▸ **Exercise prompt**
Output the line with "directory color last." and every line below it until the listing ends, exactly as written and with nothing added.

▸ **Supplied records**

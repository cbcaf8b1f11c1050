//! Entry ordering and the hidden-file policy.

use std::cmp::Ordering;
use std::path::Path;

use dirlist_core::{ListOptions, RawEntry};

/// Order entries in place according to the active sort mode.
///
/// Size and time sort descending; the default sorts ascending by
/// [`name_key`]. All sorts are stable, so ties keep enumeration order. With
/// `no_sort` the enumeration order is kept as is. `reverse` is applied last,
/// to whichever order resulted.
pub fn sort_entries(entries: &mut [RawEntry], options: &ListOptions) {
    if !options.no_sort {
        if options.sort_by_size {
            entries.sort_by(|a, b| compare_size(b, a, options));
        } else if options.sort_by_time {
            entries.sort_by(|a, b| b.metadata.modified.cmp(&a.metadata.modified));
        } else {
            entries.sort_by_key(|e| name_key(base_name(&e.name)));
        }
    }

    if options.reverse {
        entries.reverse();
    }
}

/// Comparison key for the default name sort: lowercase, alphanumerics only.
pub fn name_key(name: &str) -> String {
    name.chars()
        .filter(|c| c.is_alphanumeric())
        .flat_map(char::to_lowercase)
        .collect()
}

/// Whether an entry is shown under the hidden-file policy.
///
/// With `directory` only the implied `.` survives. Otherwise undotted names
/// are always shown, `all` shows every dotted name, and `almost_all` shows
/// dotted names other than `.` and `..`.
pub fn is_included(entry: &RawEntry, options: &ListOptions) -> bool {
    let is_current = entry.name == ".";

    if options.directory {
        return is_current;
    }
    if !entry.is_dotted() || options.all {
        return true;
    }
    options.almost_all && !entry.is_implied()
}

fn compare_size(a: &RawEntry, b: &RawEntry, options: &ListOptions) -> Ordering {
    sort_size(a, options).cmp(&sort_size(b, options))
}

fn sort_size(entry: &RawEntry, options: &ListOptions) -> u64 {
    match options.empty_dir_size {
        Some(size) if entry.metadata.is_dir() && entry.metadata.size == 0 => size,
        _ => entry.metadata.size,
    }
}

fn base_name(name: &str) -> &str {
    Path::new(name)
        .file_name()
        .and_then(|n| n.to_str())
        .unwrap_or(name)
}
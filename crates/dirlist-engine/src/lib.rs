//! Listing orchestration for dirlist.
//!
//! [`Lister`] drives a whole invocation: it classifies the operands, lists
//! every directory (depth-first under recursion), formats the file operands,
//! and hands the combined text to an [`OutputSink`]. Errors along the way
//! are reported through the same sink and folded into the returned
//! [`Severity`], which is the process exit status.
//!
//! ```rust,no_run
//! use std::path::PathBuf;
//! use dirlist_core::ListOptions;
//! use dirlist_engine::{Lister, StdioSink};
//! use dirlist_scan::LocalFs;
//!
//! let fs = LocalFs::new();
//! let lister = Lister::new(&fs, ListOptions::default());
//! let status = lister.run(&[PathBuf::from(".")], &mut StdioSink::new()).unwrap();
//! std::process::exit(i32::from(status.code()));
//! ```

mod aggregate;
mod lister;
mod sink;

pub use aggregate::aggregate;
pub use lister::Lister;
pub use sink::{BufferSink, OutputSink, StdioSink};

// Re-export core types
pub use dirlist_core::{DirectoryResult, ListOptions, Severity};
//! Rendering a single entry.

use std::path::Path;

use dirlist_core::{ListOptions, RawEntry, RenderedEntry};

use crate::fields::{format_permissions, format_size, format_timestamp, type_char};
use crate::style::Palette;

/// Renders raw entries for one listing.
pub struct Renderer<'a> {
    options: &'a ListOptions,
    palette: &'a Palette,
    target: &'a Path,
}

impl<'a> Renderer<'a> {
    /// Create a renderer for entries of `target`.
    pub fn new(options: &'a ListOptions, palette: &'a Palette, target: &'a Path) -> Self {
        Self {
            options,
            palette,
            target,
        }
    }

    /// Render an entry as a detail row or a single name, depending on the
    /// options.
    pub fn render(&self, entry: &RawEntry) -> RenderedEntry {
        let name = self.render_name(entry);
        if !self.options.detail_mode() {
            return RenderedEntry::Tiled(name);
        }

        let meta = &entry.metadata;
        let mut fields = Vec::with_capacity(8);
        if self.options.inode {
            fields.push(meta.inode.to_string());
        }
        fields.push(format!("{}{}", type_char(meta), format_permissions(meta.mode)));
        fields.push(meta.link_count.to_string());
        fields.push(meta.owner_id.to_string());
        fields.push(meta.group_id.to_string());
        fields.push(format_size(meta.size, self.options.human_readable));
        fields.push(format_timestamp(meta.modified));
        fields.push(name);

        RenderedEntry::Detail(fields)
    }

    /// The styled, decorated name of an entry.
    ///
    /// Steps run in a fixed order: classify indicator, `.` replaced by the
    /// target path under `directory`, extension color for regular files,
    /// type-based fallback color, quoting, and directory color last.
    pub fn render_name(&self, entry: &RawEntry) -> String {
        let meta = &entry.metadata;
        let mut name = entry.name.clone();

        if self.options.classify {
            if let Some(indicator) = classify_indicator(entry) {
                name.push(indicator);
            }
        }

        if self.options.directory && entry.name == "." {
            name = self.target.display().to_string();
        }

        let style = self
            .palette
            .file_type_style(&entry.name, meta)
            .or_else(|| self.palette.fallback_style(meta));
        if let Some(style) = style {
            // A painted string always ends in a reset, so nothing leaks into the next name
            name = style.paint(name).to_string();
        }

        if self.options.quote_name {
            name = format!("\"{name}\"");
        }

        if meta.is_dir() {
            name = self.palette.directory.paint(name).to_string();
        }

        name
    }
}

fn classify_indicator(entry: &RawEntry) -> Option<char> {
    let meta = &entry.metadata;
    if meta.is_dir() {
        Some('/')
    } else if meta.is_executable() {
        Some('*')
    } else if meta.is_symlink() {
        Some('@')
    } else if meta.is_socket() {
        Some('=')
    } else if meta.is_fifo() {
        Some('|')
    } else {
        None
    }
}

▸ **Written answer**
    /// type-based fallback color, quoting, and directory color last.
    pub fn render_name(&self, entry: &RawEntry) -> String {
        let meta = &entry.metadata;
        let mut name = entry.name.clone();

        if self.options.classify {
            if let Some(indicator) = classify_indicator(entry) {
                name.push(indicator);
            }
        }

        if self.options.directory && entry.name == "." {
            name = self.target.display().to_string();
        }

        let style = self
            .palette
            .file_type_style(&entry.name, meta)
            .or_else(|| self.palette.fallback_style(meta));
        if let Some(style) = style {
            // A painted string always ends in a reset, so nothing leaks into the next name
            name = style.paint(name).to_string();
        }

        if self.options.quote_name {
            name = format!("\"{name}\"");
        }

        if meta.is_dir() {
            name = self.palette.directory.paint(name).to_string();
        }

        name
    }
}

fn classify_indicator(entry: &RawEntry) -> Option<char> {
    let meta = &entry.metadata;
    if meta.is_dir() {
        Some('/')
    } else if meta.is_executable() {
        Some('*')
    } else if meta.is_symlink() {
        Some('@')
    } else if meta.is_socket() {
        Some('=')
    } else if meta.is_fifo() {
        Some('|')
    } else {
        None
    }
}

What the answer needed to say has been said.